Moments after President Biden announced on Sunday that he was withdrawing from the 2024 presidential race, Allison Reese’s phone began flickering with text messages.
“Excited for you!” one read.
“I hope this is going to be good for the country, but also for you,” went another.
A third: “You’re about to be so famous.”
Ms. Reese, 32, who lives in Los Angeles, is not a presidential hopeful or a political operative. She is a comedian known for her impression, since the 2019 Democratic presidential primary, of Vice President Kamala Harris. With Mr. Biden’s endorsement on Sunday, Ms. Harris became the leading contender for the Democratic nomination.
Ms. Reese puts on pearls and a distinct vocal affect for the satirical sketches she posts on TikTok, where she has more than 200,000 followers, as @alienreese. Her account gained another 10,000 of them on Sunday after she began riffing on the news.
“It’s been a weirdly crazy day,” said Ms. Reese, who is also a television writer and host of the podcast “The N’Kay Hour,” in an interview on Sunday night. “I can’t imagine what Kamala’s actual day was like.”
At American comedy institutions like “Saturday Night Live,” an impressionist’s career can soar or sputter alongside a candidate’s political prospects: Tina Fey won an Emmy for her parody of the vice-presidential candidate Sarah Palin in 2009; Dana Carvey played a handful of presidents including George H.W. Bush. President Biden has been portrayed by a rotating cast of actors including Jason Sudeikis, Jim Carrey and Mikey Day.
Ms. Reese first stepped into the role of Ms. Harris during an “S.N.L.” showcase, which is essentially an audition for the show’s creator Lorne Michaels, in the summer of 2019, the year Ms. Harris first sought the Democratic nomination for president.
“I was like, wow, as a half-Black woman, when am I ever going to get the chance to use this skill?” Ms. Reese said. “I can do a lot of different vocal impressions, but it was never applicable to me.”
The voice took a couple of tries to get right. Ms.
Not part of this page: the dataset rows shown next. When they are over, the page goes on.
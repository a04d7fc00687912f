//! Tree addresses.
//!
//! An [`Address`] names a position in the conceptual UI tree as the path of
//! [`Segment`]s taken from the root. Addresses are purely structural: they are
//! derived from the order of calls during a traversal and from explicit keys,
//! never from the contents of state.

use std::collections::hash_map::DefaultHasher;
use std::fmt;
use std::hash::{Hash, Hasher};

use serde::Serialize;
use smallvec::SmallVec;

/// One step of an [`Address`].
#[derive(Debug, Clone, Copy, PartialEq, Eq, Hash, Serialize)]
#[serde(rename_all = "snake_case")]
pub enum Segment {
    /// The n-th positional slot taken in the enclosing scope.
    Slot(u32),

    /// The n-th arm of a branch.
    Arm(u32),

    /// An explicit key, stored as its hash.
    Key(u64),
}

impl Segment {
    /// A key segment for any hashable value.
    pub fn key<K: Hash + ?Sized>(key: &K) -> Self {
        let mut hasher = DefaultHasher::new();
        key.hash(&mut hasher);
        Segment::Key(hasher.finish())
    }
}

impl fmt::Display for Segment {
    fn fmt(&self, f: &mut fmt::Formatter<'_>) -> fmt::Result {
        match self {
            Segment::Slot(index) => write!(f, "{index}"),
            Segment::Arm(index) => write!(f, "arm{index}"),
            Segment::Key(hash) => write!(f, "#{hash:016x}"),
        }
    }
}

/// Structural position of a node in the traversal tree.
#[derive(Debug, Clone, Default, PartialEq, Eq, Hash, Serialize)]
#[serde(transparent)]
pub struct Address(SmallVec<[Segment; 8]>);

impl Address {
    /// The address of the tree root.
    pub fn root() -> Self {
        Self::default()
    }

    /// The address one step below this one.
    pub fn child(&self, segment: Segment) -> Self {
        let mut segments = self.0.clone();
        segments.push(segment);
        Self(segments)
    }

    pub fn segments(&self) -> &[Segment] {
        &self.0
    }

    /// Number of segments below the root.
    pub fn depth(&self) -> usize {
        self.0.len()
    }

    pub fn is_root(&self) -> bool {
        self.0.is_empty()
    }

    /// Whether `self` lies in the subtree rooted at `ancestor` (inclusive).
    pub fn starts_with(&self, ancestor: &Address) -> bool {
        self.0.starts_with(&ancestor.0)
    }

    pub fn parent(&self) -> Option<Address> {
        let (_, rest) = self.0.split_last()?;
        Some(Self(rest.iter().copied().collect()))
    }
}

impl fmt::Display for Address {
    fn fmt(&self, f: &mut fmt::Formatter<'_>) -> fmt::Result {
        if self.0.is_empty() {
            return f.write_str("/");
        }
        for segment in &self.0 {
            write!(f, "/{segment}")?;
        }
        Ok(())
    }
}

impl FromIterator<Segment> for Address {
    fn from_iter<I: IntoIterator<Item = Segment>>(iter: I) -> Self {
        Self(iter.into_iter().collect())
    }
}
Harris’s delivery is musical with a touch of vocal fry, Ms. Reese said. She lifts the pitch of a phrase when she feels it is important, and splits long words into equally enunciated syllables.
And then there is her laugh: a cascading peal that arrives unpredictably, sometimes midsentence. “It’s like, you’re surprised to have laughed, and then you’re really settling in to enjoying that you’re laughing,” Ms. Reese said.
The impression did not ultimately land Ms. Reese a spot on “S.N.L.,” which recruited its former cast member Maya Rudolph to play Ms. Harris during the primary. But Ms. Reese kept developing the character in comedy showcases and in 2021 began posting videos as the vice president on social media.
Ms. Reese has played Ms. Harris reacting to the Republican primary debates and former president Donald J. Trump’s indictment. She has done multiple takes on Ms. Harris’s now-famous rhetorical question, “You think you just fell out of a coconut tree?”
“You’re better at Kamala than Kamala is,” a commenter wrote on one of her videos.
The impression earned Ms. Reese the attention of the comedian Billy Eichner, who cast her in his 2022 movie “Bros.” She appeared as the vice president on a 2022 episode of “Lovett or Leave It,” the comedy spinoff of “Pod Save America.”
As her profile has grown, Ms. Reese has taken heat from both sides of the political spectrum. “A popular comment is, ‘I can’t stand her, you nailed it,’” Ms. Reese said. Fans of the vice president sometimes comment that the exaggerated, jokey impression diminishes Ms. Harris’s intelligence.
“It is a very difficult time to do these impressions,” Ms. Reese said. “You can’t just be like, ‘I’m being a silly goose!’ You have to be intentional and thoughtful, because some people take it very seriously.” She added that it was never her goal to make the vice president appear unintelligent.
Ms. Reese hopes the vice president does secure the nomination, for reasons both personal and professional. “I think she’s got a good head on her shoulders,” Ms. Reese said. “I don’t agree with everything, but who would?”
Like any good politician, Ms. Reese has her own circle of trusted advisers. She reached out to a friend who does an impression of Mr. Biden about filming a video in which he passes the baton.
And she will be watching closely for Ms. Harris’s next moves. “A thing will happen, and I’m like, all right, get the wig,” she said.